Package: policy/frameworks/cluster/backend/zeromq

policy/frameworks/cluster/backend/zeromq/__load__.zeek

policy/frameworks/cluster/backend/zeromq/main.zeek

ZeroMQ cluster backend support.

Overview

For publish-subscribe functionality, one node in the Zeek cluster spawns a thread running a central broker listening on a XPUB and XSUB socket. These sockets are connected via zmq_proxy(). All other nodes connect to this central broker with their own XSUB and XPUB sockets, establishing a global many-to-many publish-subscribe system where each node sees subscriptions and messages from all other nodes in a Zeek cluster. ZeroMQ’s publish-subscribe pattern documentation may be a good starting point. Elsewhere in ZeroMQ’s documentation, the central broker is also called forwarder.

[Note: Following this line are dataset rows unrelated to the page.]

use crate::battle::state::{BattleCategory, BattleEvent, EventBus, TurnRng};
use crate::combatant::Combatant;
use crate::config::BattleConfig;
use schema::SkillDefinition;

/// Flee chance: fixed in boss battles, otherwise
/// clamp(0.5 + 0.05 * (playerLevel - enemyLevel), 0.3, 0.9).
pub fn calculate_flee_chance(
    category: BattleCategory,
    player_level: u32,
    enemy_level: u32,
    config: &BattleConfig,
) -> f64 {
    if category.is_boss() {
        return config.boss_flee_chance;
    }
    let level_diff = player_level as f64 - enemy_level as f64;
    (config.base_flee_chance + config.flee_chance_per_level * level_diff)
        .clamp(config.min_flee_chance, config.max_flee_chance)
}

pub fn roll_flee_success(chance: f64, rng: &mut TurnRng) -> bool {
    rng.roll(chance, "flee roll")
}

/// Hands out SP after a skill that dealt damage: the attacker for landing
/// it, the defender for taking it.
pub fn award_combat_sp(
    skill: &SkillDefinition,
    damage: u32,
    attacker: &mut Combatant,
    defender: &mut Combatant,
    config: &BattleConfig,
    bus: &mut EventBus,
) {
    if damage == 0 || !skill.category.grants_sp() {
        return;
    }
    for (combatant, amount) in [
        (attacker, config.sp_gain_on_attack),
        (defender, config.sp_gain_on_defend),
    ] {
        if combatant.is_fainted() {
            continue;
        }
        let gained = combatant.gain_sp(amount);
        if gained > 0 {
            bus.push(BattleEvent::SpGained {
                target: combatant.species_name.clone(),
                amount: gained,
                new_sp: combatant.sp(),
            });
        }
    }
}
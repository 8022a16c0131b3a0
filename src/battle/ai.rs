//! Decision making for both sides: the enemy's random skill pick and a
//! greedy autopilot that can drive the player side.

use crate::battle::state::{BattleSession, TurnRng};
use crate::combatant::Combatant;
use crate::game_data::GameData;
use crate::player::{BattlePlayerRoster, PlayerAction};
use ordered_float::OrderedFloat;
use schema::{SkillDefinition, SkillEffect};

/// A trait for any system that can decide on a player action.
pub trait Behavior {
    fn decide_action(
        &self,
        session: &BattleSession,
        roster: &BattlePlayerRoster,
        data: &GameData,
    ) -> PlayerAction;
}

/// Uniform pick over the enemy's whole move list. Affordability is not
/// considered here: an unaffordable pick fails for SP when it is cast.
pub fn choose_enemy_skill(enemy: &Combatant, rng: &mut TurnRng) -> Option<usize> {
    match enemy.moves().len() {
        0 => None,
        len => Some(rng.choose_index(len, "enemy skill choice")),
    }
}

/// Picks the affordable move with the best rough payoff. Flees when nothing
/// useful is left.
#[derive(Debug, Default)]
pub struct GreedyAutopilot;

impl GreedyAutopilot {
    pub fn new() -> Self {
        Self
    }

    fn expected_type_multiplier(skill: &SkillDefinition, target: &Combatant) -> f64 {
        let tags = &skill.attribute_tags;
        if tags.iter().any(|t| target.disadvantage_tags.contains(t)) {
            2.15
        } else if tags.iter().any(|t| target.advantage_tags.contains(t)) {
            0.35
        } else {
            1.0
        }
    }

    fn score_skill(
        &self,
        skill: &SkillDefinition,
        user: &Combatant,
        target: &Combatant,
        roster: &BattlePlayerRoster,
    ) -> Option<f64> {
        if user.sp() < skill.sp_cost {
            return None;
        }
        if skill.battle_unique && user.used_battle_unique.contains(&skill.name) {
            return None;
        }
        let attack = user.effective_attack();
        let mitigation = target.effective_defense() / 2.0;
        let type_multiplier = Self::expected_type_multiplier(skill, target);
        let low_hp = user.hp_fraction() < 0.4;

        let score = match &skill.effect {
            SkillEffect::DirectDamage(p) => {
                let share = p
                    .base_damage_percentage
                    .or_else(|| Some((p.damage_percentage_min? + p.damage_percentage_max?) / 2.0))
                    .unwrap_or(0.0);
                let raw = if share > 0.0 {
                    attack * share
                } else {
                    p.flat_damage.unwrap_or(0) as f64
                };
                (raw * type_multiplier - mitigation).max(1.0)
            }
            SkillEffect::MultiHit(p) => attack * p.damage_percentage * p.hit_count as f64 * type_multiplier,
            SkillEffect::SpecialAttack(p) => {
                if p.execute_threshold > 0.0 && target.hp_fraction() < p.execute_threshold {
                    target.hp() as f64 * 1.5
                } else if p.base_damage > 0 {
                    p.base_damage as f64
                } else if p.ignore_defense_damage_max > 0 {
                    (p.ignore_defense_damage_min + p.ignore_defense_damage_max) as f64 / 2.0
                } else {
                    skill.power as f64
                }
            }
            SkillEffect::PowerAttack => {
                let level_factor = user.level as f64 * 0.4 + 2.0;
                (level_factor * skill.power as f64 * attack / target.effective_defense().max(1.0) / 50.0 + 2.0)
                    * type_multiplier
                    * 0.925
            }
            SkillEffect::DamageOverTime(p) => {
                let per_turn = p
                    .dot_damage
                    .map(f64::from)
                    .unwrap_or_else(|| attack * p.dot_percentage.unwrap_or(0.0));
                per_turn * p.turns as f64 * 0.7
            }
            SkillEffect::DirectHeal(p) if low_hp => user.max_hp() as f64 * p.heal_percentage,
            SkillEffect::HealOverTime(p) if low_hp => {
                user.max_hp() as f64 * p.heal_percentage * p.turns as f64 * 0.7
            }
            SkillEffect::TeamHeal(p) if low_hp => user.max_hp() as f64 * p.team_heal_percentage,
            SkillEffect::Revive(_) => {
                if roster.first_fainted_index().is_some() {
                    60.0
                } else {
                    return None;
                }
            }
            SkillEffect::DelayedUltimate(p) => attack * p.delayed_damage_percentage * 0.6,
            SkillEffect::TeamSacrificeRevival(_) => {
                let hurt = roster
                    .team()
                    .iter()
                    .filter(|m| !m.is_fainted() && m.hp_fraction() < 0.5)
                    .count();
                if hurt >= 2 {
                    40.0
                } else {
                    return None;
                }
            }
            SkillEffect::DirectHeal(_) | SkillEffect::HealOverTime(_) | SkillEffect::TeamHeal(_) => 0.5,
            // Buffs and debuffs: worth something, never more than a real hit.
            _ => {
                if user.status.stat_modifier.is_some() {
                    0.5
                } else {
                    3.0
                }
            }
        };
        Some(score)
    }
}

impl Behavior for GreedyAutopilot {
    fn decide_action(
        &self,
        session: &BattleSession,
        roster: &BattlePlayerRoster,
        data: &GameData,
    ) -> PlayerAction {
        let Some(user) = roster.active() else {
            return PlayerAction::Flee;
        };
        let target = &session.enemy;

        let best = user
            .moves()
            .iter()
            .enumerate()
            .filter_map(|(index, name)| {
                let skill = data.skills.lookup(name).ok()?;
                let score = self.score_skill(skill, user, target, roster)?;
                Some((index, score))
            })
            .max_by_key(|(_, score)| OrderedFloat(*score));

        match best {
            Some((index, _)) => PlayerAction::Attack(index),
            None => PlayerAction::Flee,
        }
    }
}
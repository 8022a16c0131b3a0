use serde::{Deserialize, Serialize};
use strum::{Display, EnumIter};

/// Thematic tag carried by skills and matched against a combatant's
/// advantage/disadvantage sets for type effectiveness.
///
/// Ordered so tag sets iterate deterministically.
#[derive(
    Debug, Clone, Copy, PartialEq, Eq, PartialOrd, Ord, Hash, Serialize, Deserialize, Display, EnumIter,
)]
pub enum AttributeTag {
    Networking,
    Empathy,
    Content,
    Stamina,
    #[strum(serialize = "Problem Solving")]
    ProblemSolving,
    Courage,
    Integrity,
    Resilience,
    Patience,
}
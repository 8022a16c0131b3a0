use crate::AttributeTag;
use serde::{Deserialize, Serialize};
use std::collections::BTreeSet;
use strum::{Display, EnumIter};

/// Skills at or above this SP cost count as ultimates for loot and learning.
pub const ULTIMATE_SP_THRESHOLD: u32 = 50;

#[derive(Debug, Clone, Copy, PartialEq, Eq, Hash, Serialize, Deserialize, Display, EnumIter)]
pub enum SkillCategory {
    DirectDamage,
    ContinuousDamage,
    DirectHeal,
    ContinuousHeal,
    SelfBuff,
    EnemyDebuff,
    TeamBuff,
    TeamDebuff,
    TeamHeal,
    SpecialAttack,
    MultiHit,
    Revive,
    MixedBuffDebuff,
    HotDot,
    Special,
    DirectAttack,
}

impl SkillCategory {
    /// Categories whose damage feeds the SP economy (attacker and defender both gain SP).
    pub fn grants_sp(self) -> bool {
        matches!(
            self,
            SkillCategory::DirectDamage
                | SkillCategory::ContinuousDamage
                | SkillCategory::SpecialAttack
                | SkillCategory::MultiHit
                | SkillCategory::DirectAttack
        )
    }
}

/// A stat modifier the caster may inflict on itself as a drawback.
#[derive(Debug, Clone, PartialEq, Serialize, Deserialize)]
#[serde(default)]
pub struct SelfDebuff {
    pub chance: f64,
    pub attack_multiplier: f64,
    pub defense_multiplier: f64,
    pub turns: u32,
}

impl Default for SelfDebuff {
    fn default() -> Self {
        Self {
            chance: 0.0,
            attack_multiplier: 1.0,
            defense_multiplier: 1.0,
            turns: 1,
        }
    }
}

#[derive(Debug, Clone, PartialEq, Serialize, Deserialize)]
#[serde(default)]
pub struct DirectDamageParams {
    pub base_damage_percentage: Option<f64>,
    pub damage_percentage_min: Option<f64>,
    pub damage_percentage_max: Option<f64>,
    /// Flat base damage used instead of a percentage of attack.
    pub flat_damage: Option<u32>,
    pub crit_chance: f64,
    pub crit_multiplier: f64,
    pub current_hp_damage_percentage: Option<f64>,
    pub self_debuff: Option<SelfDebuff>,
    /// Lowers the target's defense by this fraction for `enemy_defense_debuff_turns`.
    pub enemy_defense_debuff: Option<f64>,
    pub enemy_defense_debuff_turns: u32,
    /// Flat recoil applied to the caster; never lethal.
    pub self_damage: u32,
}

impl Default for DirectDamageParams {
    fn default() -> Self {
        Self {
            base_damage_percentage: None,
            damage_percentage_min: None,
            damage_percentage_max: None,
            flat_damage: None,
            crit_chance: 0.0,
            crit_multiplier: 1.5,
            current_hp_damage_percentage: None,
            self_debuff: None,
            enemy_defense_debuff: None,
            enemy_defense_debuff_turns: 3,
            self_damage: 0,
        }
    }
}

#[derive(Debug, Clone, Default, PartialEq, Serialize, Deserialize)]
#[serde(default)]
pub struct DamageOverTimeParams {
    pub dot_percentage: Option<f64>,
    pub dot_damage: Option<u32>,
    pub turns: u32,
    pub paralyze_chance: f64,
    pub petrify_chance: f64,
}

#[derive(Debug, Clone, Default, PartialEq, Serialize, Deserialize)]
#[serde(default)]
pub struct HealParams {
    pub heal_percentage: f64,
    pub turns: u32,
}

#[derive(Debug, Clone, PartialEq, Serialize, Deserialize)]
#[serde(default)]
pub struct StatChangeParams {
    pub attack_multiplier: f64,
    pub defense_multiplier: f64,
    pub turns: u32,
}

impl Default for StatChangeParams {
    fn default() -> Self {
        Self {
            attack_multiplier: 1.0,
            defense_multiplier: 1.0,
            turns: 1,
        }
    }
}

#[derive(Debug, Clone, PartialEq, Serialize, Deserialize)]
#[serde(default)]
pub struct EnemyDebuffParams {
    pub target_attack_multiplier: f64,
    pub target_defense_multiplier: f64,
    pub turns: u32,
    pub direct_damage: u32,
    pub charm_chance: f64,
}

impl Default for EnemyDebuffParams {
    fn default() -> Self {
        Self {
            target_attack_multiplier: 1.0,
            target_defense_multiplier: 1.0,
            turns: 1,
            direct_damage: 0,
            charm_chance: 0.0,
        }
    }
}

#[derive(Debug, Clone, PartialEq, Serialize, Deserialize)]
#[serde(default)]
pub struct TeamBuffParams {
    pub team_attack_multiplier: f64,
    pub team_defense_multiplier: f64,
    pub turns: u32,
    /// Fraction of each living ally's max HP paid on cast.
    pub team_hp_cost: f64,
}

impl Default for TeamBuffParams {
    fn default() -> Self {
        Self {
            team_attack_multiplier: 1.0,
            team_defense_multiplier: 1.0,
            turns: 1,
            team_hp_cost: 0.0,
        }
    }
}

#[derive(Debug, Clone, PartialEq, Serialize, Deserialize)]
#[serde(default)]
pub struct TeamDebuffParams {
    pub direct_damage: u32,
    pub target_attack_multiplier: f64,
    pub turns: u32,
}

impl Default for TeamDebuffParams {
    fn default() -> Self {
        Self {
            direct_damage: 0,
            target_attack_multiplier: 1.0,
            turns: 1,
        }
    }
}

#[derive(Debug, Clone, Default, PartialEq, Serialize, Deserialize)]
#[serde(default)]
pub struct TeamHealParams {
    pub team_heal_percentage: f64,
    pub turns: u32,
}

#[derive(Debug, Clone, Default, PartialEq, Serialize, Deserialize)]
#[serde(default)]
pub struct SpecialAttackParams {
    pub execute_threshold: f64,
    pub base_damage: u32,
    pub ignore_defense_damage_min: u32,
    pub ignore_defense_damage_max: u32,
    /// Fraction of the caster's current HP paid on cast; leaves at least 1 HP.
    pub self_hp_cost: f64,
}

#[derive(Debug, Clone, Default, PartialEq, Serialize, Deserialize)]
#[serde(default)]
pub struct MultiHitParams {
    pub hit_count: u32,
    pub damage_percentage: f64,
    pub bonus_damage_chance: f64,
    pub bonus_damage_percentage: f64,
}

#[derive(Debug, Clone, Default, PartialEq, Serialize, Deserialize)]
#[serde(default)]
pub struct ReviveParams {
    pub revive_hp_percentage: f64,
}

#[derive(Debug, Clone, PartialEq, Serialize, Deserialize)]
#[serde(default)]
pub struct MixedBuffDebuffParams {
    pub self_attack_multiplier: f64,
    pub self_defense_multiplier: f64,
    pub target_attack_multiplier: f64,
    pub target_defense_multiplier: f64,
    pub turns: u32,
}

impl Default for MixedBuffDebuffParams {
    fn default() -> Self {
        Self {
            self_attack_multiplier: 1.0,
            self_defense_multiplier: 1.0,
            target_attack_multiplier: 1.0,
            target_defense_multiplier: 1.0,
            turns: 1,
        }
    }
}

#[derive(Debug, Clone, Default, PartialEq, Serialize, Deserialize)]
#[serde(default)]
pub struct HotDotParams {
    pub heal_percentage: f64,
    pub dot_percentage: f64,
    pub turns: u32,
}

#[derive(Debug, Clone, PartialEq, Serialize, Deserialize)]
#[serde(default)]
pub struct TeamSacrificeParams {
    /// Attack bonus granted to every ally for the rest of the battle.
    pub ally_attack_buff: f64,
    pub caster_attack_multiplier: f64,
    pub delayed_heal_turns: u32,
    pub delayed_heal_percentage: f64,
}

impl Default for TeamSacrificeParams {
    fn default() -> Self {
        Self {
            ally_attack_buff: 0.2,
            caster_attack_multiplier: 2.0,
            delayed_heal_turns: 4,
            delayed_heal_percentage: 1.0,
        }
    }
}

#[derive(Debug, Clone, PartialEq, Serialize, Deserialize)]
#[serde(default)]
pub struct DelayedUltimateParams {
    pub attack_multiplier: f64,
    pub defense_multiplier: f64,
    pub turns: u32,
    pub delayed_damage_percentage: f64,
    pub delayed_turns: u32,
    /// The caster drops to 0 HP when the delayed hit lands.
    pub self_sacrifice: bool,
}

impl Default for DelayedUltimateParams {
    fn default() -> Self {
        Self {
            attack_multiplier: 1.0,
            defense_multiplier: 1.0,
            turns: 1,
            delayed_damage_percentage: 0.0,
            delayed_turns: 1,
            self_sacrifice: false,
        }
    }
}

/// Effect payload of a skill. One variant per category, plus the two named
/// combo skills which get their own variants.
#[derive(Debug, Clone, PartialEq, Serialize, Deserialize)]
pub enum SkillEffect {
    DirectDamage(DirectDamageParams),
    DamageOverTime(DamageOverTimeParams),
    DirectHeal(HealParams),
    HealOverTime(HealParams),
    SelfBuff(StatChangeParams),
    EnemyDebuff(EnemyDebuffParams),
    TeamBuff(TeamBuffParams),
    TeamDebuff(TeamDebuffParams),
    TeamHeal(TeamHealParams),
    SpecialAttack(SpecialAttackParams),
    MultiHit(MultiHitParams),
    Revive(ReviveParams),
    MixedBuffDebuff(MixedBuffDebuffParams),
    HotDot(HotDotParams),
    TeamSacrificeRevival(TeamSacrificeParams),
    DelayedUltimate(DelayedUltimateParams),
    /// Generic move driven only by the skill's `power`.
    PowerAttack,
}

impl SkillEffect {
    /// Whether this payload may be declared under `category`.
    pub fn fits_category(&self, category: SkillCategory) -> bool {
        use SkillCategory as C;
        match self {
            SkillEffect::DirectDamage(_) => matches!(category, C::DirectDamage | C::DirectAttack),
            SkillEffect::DamageOverTime(_) => category == C::ContinuousDamage,
            SkillEffect::DirectHeal(_) => category == C::DirectHeal,
            SkillEffect::HealOverTime(_) => category == C::ContinuousHeal,
            SkillEffect::SelfBuff(_) => category == C::SelfBuff,
            SkillEffect::EnemyDebuff(_) => category == C::EnemyDebuff,
            SkillEffect::TeamBuff(_) => category == C::TeamBuff,
            SkillEffect::TeamDebuff(_) => category == C::TeamDebuff,
            SkillEffect::TeamHeal(_) => category == C::TeamHeal,
            SkillEffect::SpecialAttack(_) => category == C::SpecialAttack,
            SkillEffect::MultiHit(_) => category == C::MultiHit,
            SkillEffect::Revive(_) => category == C::Revive,
            SkillEffect::MixedBuffDebuff(_) => category == C::MixedBuffDebuff,
            SkillEffect::HotDot(_) => category == C::HotDot,
            SkillEffect::TeamSacrificeRevival(_) => category == C::SelfBuff,
            SkillEffect::DelayedUltimate(_) => matches!(category, C::Special | C::SpecialAttack),
            SkillEffect::PowerAttack => matches!(category, C::Special | C::DirectAttack),
        }
    }
}

#[derive(Debug, Clone, PartialEq, Serialize, Deserialize)]
pub struct SkillDefinition {
    pub name: String,
    pub category: SkillCategory,
    #[serde(default)]
    pub attribute_tags: BTreeSet<AttributeTag>,
    #[serde(default)]
    pub sp_cost: u32,
    #[serde(default)]
    pub power: u32,
    pub effect: SkillEffect,
    /// May only be used once per battle by each combatant.
    #[serde(default)]
    pub battle_unique: bool,
    #[serde(default)]
    pub description: String,
    #[serde(default)]
    pub flavor_quote: String,
}

impl SkillDefinition {
    pub fn is_ultimate(&self) -> bool {
        self.sp_cost >= ULTIMATE_SP_THRESHOLD
    }
}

For remote logging functionality, the ZeroMQ pipeline pattern is used. All logger nodes listen on a PULL socket. Other nodes connect via PUSH sockets to all of the loggers. Concretely, remote logging functionality is not publish-subscribe, but instead leverages ZeroMQ’s built-in load-balancing functionality provided by PUSH and PULL sockets.

The ZeroMQ cluster backend technically allows to run a non-Zeek central broker (it only needs to offer XPUB and XSUB sockets). Further, it is possible to run non-Zeek logger nodes. All a logger node needs to do is open a ZeroMQ PULL socket and interpret the format used by Zeek nodes to send their log writes.

Overload Behavior

The ZeroMQ cluster backend by default drops outgoing and incoming events when the Zeek cluster is overloaded. Dropping of outgoing events is governed by the Cluster::Backend::ZeroMQ::xpub_sndhwm setting. This is the High Water Mark (HWM) for the local XPUB socket’s queue. Once reached, any outgoing events are dropped until there’s room in the socket’s queue again. The metric zeek_cluster_zeromq_xpub_drops_total is incremented for every dropped event.

For incoming events, the Cluster::Backend::ZeroMQ::onloop_queue_hwm setting is used. Remote events received via the local XSUB socket are first enqueued as raw event messages for processing on Zeek’s main event loop. When this queue is full due to more remote events incoming than Zeek can possibly process in an event loop iteration, incoming events are dropped and the zeek_cluster_zeromq_onloop_drops_total metric is incremented.

Incoming log batches or subscription and unsubscription events are passed through the onloop queue, but the HWM does currently not apply to them. The assumption is that 1) these are not frequent and 2) more important than arbitrary publish-subscribe events.

To avoid dropping any events (e.g. for performance testing or offline PCAP processing), the recommended strategy is to set both Cluster::Backend::ZeroMQ::xpub_sndhwm and Cluster::Backend::ZeroMQ::onloop_queue_hwm to 0, disabling the HWM and dropping logic. It is up to the user to monitor CPU and memory usage of individual nodes to avoid overloading and running into out-of-memory situations.

As a Zeek operator, you should monitor zeek_cluster_zeromq_xpub_drops_total and zeek_cluster_zeromq_onloop_drops_total. Any non-zero values for these metrics indicate an overloaded Zeek cluster. See the the cluster telemetry options Cluster::Telemetry::core_metrics and Cluster::Telemetry::websocket_metrics for ways to get a better understanding about the events published and received.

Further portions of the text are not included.